### EXERCISE DESCRIPTION
Do any lines in the data below contain "elapsed"? If so, copy every one of them.

### DATA FOR THE TASK
Content starts

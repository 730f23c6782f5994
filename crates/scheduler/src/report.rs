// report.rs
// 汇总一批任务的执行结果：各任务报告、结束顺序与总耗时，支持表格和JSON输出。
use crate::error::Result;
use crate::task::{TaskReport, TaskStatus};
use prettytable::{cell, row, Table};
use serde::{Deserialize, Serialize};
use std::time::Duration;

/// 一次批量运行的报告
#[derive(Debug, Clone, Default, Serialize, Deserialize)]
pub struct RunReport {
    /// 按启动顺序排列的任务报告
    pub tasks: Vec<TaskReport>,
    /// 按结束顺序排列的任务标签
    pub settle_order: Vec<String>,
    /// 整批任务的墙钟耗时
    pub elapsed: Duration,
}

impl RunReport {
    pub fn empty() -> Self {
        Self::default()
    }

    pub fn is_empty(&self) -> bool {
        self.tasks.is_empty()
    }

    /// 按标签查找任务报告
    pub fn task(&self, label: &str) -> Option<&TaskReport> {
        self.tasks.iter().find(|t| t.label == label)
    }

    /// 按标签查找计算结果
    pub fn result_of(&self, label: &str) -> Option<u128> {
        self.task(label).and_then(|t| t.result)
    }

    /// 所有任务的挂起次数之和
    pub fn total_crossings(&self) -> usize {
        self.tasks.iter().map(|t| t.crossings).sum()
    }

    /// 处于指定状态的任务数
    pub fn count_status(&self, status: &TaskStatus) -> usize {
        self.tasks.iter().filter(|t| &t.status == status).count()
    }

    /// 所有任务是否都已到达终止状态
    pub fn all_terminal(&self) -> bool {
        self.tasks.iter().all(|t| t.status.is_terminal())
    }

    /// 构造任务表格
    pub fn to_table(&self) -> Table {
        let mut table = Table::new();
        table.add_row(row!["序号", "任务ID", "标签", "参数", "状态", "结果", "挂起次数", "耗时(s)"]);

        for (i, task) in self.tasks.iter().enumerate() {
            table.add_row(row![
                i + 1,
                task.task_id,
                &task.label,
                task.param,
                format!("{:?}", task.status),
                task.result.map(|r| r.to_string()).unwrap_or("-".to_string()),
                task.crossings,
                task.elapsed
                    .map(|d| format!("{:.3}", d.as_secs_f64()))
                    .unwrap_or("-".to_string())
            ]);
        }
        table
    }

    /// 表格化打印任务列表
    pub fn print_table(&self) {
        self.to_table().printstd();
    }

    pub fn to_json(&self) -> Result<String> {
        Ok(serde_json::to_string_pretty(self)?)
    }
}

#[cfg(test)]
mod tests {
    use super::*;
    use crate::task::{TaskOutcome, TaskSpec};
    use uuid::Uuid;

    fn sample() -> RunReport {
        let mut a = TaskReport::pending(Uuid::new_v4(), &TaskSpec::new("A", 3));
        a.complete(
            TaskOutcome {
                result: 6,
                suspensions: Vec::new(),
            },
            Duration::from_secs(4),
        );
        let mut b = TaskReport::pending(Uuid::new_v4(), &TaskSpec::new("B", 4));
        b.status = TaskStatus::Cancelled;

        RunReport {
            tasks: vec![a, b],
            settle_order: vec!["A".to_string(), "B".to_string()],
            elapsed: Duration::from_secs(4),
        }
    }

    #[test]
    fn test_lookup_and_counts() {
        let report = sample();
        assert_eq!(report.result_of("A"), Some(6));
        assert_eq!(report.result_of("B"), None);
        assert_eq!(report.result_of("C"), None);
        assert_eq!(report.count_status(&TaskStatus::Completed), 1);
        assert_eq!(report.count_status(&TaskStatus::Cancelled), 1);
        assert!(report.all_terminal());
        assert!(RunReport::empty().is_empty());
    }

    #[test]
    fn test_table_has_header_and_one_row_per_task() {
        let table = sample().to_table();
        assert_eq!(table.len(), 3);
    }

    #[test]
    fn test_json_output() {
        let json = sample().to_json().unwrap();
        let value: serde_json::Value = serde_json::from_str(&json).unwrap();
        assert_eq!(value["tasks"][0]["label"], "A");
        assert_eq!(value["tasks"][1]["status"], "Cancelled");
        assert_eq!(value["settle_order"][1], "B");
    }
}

Content ends
Content starts

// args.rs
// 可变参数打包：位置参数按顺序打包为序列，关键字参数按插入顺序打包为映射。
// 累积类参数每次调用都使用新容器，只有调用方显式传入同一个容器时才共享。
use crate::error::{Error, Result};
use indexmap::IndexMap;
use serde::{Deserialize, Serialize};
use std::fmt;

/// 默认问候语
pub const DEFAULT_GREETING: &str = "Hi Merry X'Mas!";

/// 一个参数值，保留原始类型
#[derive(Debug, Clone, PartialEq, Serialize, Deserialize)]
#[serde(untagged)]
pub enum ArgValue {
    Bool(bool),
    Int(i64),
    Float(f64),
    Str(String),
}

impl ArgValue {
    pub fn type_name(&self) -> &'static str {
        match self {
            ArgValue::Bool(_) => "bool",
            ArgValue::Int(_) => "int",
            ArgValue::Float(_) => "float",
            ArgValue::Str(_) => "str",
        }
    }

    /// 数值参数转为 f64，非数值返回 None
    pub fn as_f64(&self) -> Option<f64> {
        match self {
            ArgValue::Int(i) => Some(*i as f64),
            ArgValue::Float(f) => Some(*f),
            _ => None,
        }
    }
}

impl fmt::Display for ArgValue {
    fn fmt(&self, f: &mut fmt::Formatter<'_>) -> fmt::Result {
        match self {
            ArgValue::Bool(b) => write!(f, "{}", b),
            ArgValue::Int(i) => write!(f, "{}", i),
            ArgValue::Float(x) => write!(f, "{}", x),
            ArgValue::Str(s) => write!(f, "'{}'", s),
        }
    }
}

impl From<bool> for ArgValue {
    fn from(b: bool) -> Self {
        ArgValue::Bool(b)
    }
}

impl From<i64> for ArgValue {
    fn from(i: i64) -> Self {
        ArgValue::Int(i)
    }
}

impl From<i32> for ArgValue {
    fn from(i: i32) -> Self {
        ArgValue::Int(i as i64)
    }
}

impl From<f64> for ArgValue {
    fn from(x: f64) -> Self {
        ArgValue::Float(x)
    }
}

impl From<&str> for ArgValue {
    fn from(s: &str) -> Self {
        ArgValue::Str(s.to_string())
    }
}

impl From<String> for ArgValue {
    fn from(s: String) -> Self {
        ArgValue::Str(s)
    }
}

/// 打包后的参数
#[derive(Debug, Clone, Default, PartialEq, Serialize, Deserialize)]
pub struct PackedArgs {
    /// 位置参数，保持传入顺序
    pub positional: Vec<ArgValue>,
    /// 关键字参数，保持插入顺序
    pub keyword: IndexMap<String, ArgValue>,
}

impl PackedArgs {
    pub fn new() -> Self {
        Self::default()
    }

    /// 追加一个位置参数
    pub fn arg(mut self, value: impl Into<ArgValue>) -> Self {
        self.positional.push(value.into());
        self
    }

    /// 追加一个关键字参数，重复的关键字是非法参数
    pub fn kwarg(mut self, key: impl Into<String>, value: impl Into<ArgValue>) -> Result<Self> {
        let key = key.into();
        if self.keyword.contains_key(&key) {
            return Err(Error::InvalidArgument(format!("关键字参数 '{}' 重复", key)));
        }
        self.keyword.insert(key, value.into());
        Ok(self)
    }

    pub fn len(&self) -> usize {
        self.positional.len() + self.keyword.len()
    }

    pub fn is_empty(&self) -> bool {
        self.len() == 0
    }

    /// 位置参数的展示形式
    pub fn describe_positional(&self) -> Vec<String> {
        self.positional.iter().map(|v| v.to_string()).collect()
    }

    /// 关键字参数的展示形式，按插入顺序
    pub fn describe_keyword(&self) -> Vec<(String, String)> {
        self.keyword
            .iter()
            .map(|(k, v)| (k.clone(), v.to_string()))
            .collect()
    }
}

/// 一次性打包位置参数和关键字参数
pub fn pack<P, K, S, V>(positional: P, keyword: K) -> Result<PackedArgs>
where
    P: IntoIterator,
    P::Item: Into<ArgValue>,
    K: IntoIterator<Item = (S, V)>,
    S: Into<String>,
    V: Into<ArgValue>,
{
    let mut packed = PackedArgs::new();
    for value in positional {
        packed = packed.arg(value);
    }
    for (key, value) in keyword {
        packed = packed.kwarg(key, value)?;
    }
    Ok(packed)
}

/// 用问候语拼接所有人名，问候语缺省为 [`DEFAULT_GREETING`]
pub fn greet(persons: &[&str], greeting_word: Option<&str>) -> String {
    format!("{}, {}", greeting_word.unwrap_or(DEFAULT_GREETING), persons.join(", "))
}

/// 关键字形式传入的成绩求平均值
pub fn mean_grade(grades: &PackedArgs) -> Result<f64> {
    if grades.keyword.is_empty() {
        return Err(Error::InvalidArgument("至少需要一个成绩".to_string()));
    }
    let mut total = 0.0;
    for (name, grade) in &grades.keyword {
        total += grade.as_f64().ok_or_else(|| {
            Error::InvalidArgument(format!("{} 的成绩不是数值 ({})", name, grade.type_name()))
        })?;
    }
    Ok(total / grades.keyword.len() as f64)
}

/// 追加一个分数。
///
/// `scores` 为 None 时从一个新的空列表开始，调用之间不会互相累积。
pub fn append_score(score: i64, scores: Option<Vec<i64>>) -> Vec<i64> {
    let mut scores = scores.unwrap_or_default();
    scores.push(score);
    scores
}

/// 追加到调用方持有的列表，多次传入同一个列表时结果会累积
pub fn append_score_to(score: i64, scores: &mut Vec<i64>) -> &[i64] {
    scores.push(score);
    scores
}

Content ends

### OUTPUT
    pub elapsed: Duration,
                task.elapsed
            elapsed: Duration::from_secs(4),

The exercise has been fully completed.